[[ Records for the exercise open ]]

// Copyright 2025 the Understory Authors
// SPDX-License-Identifier: Apache-2.0 OR MIT

//! Kurbo interop: 2D shapes as grid values and queries.

use kurbo::{Circle, Rect};

use crate::spatial::{Extent, Spatial};
use crate::types::{Aabb, Point};

impl From<kurbo::Point> for Point<f64, 2> {
    fn from(p: kurbo::Point) -> Self {
        Self::new([p.x, p.y])
    }
}

impl From<Point<f64, 2>> for kurbo::Point {
    fn from(p: Point<f64, 2>) -> Self {
        Self::new(p[0], p[1])
    }
}

impl From<Rect> for Aabb<f64, 2> {
    fn from(r: Rect) -> Self {
        Self::new(
            Point::new([r.min_x(), r.min_y()]),
            Point::new([r.max_x(), r.max_y()]),
        )
    }
}

impl From<Aabb<f64, 2>> for Rect {
    fn from(b: Aabb<f64, 2>) -> Self {
        Self::new(b.min[0], b.min[1], b.max[0], b.max[1])
    }
}

impl Spatial<f64, 2> for kurbo::Point {
    const PUNCTUAL: bool = true;

    fn extent(&self) -> Option<Extent<f64, 2>> {
        Some(Extent::Point((*self).into()))
    }
}

impl Spatial<f64, 2> for Rect {
    const PUNCTUAL: bool = false;

    fn extent(&self) -> Option<Extent<f64, 2>> {
        Some(Extent::Box((*self).into()))
    }
}

impl Spatial<f64, 2> for Circle {
    const PUNCTUAL: bool = false;

    fn extent(&self) -> Option<Extent<f64, 2>> {
        let c = Point::from(self.center);
        Some(Extent::Box(Aabb::from_point(c).inflated(self.radius)))
    }
}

[[ Records for the exercise closed ]]

» What is being asked
From the entries above, restate word for word the lines from the line containing "impl Spatial<f64, 2> for kurbo::Point" to the line containing "let c = Point::from(self.center);", both ends included, and nothing more.

» Finished task
impl Spatial<f64, 2> for kurbo::Point {
    const PUNCTUAL: bool = true;

    fn extent(&self) -> Option<Extent<f64, 2>> {
        Some(Extent::Point((*self).into()))
    }
}

impl Spatial<f64, 2> for Rect {
    const PUNCTUAL: bool = false;

    fn extent(&self) -> Option<Extent<f64, 2>> {
        Some(Extent::Box((*self).into()))
    }
}

impl Spatial<f64, 2> for Circle {
    const PUNCTUAL: bool = false;

    fn extent(&self) -> Option<Extent<f64, 2>> {
        let c = Point::from(self.center);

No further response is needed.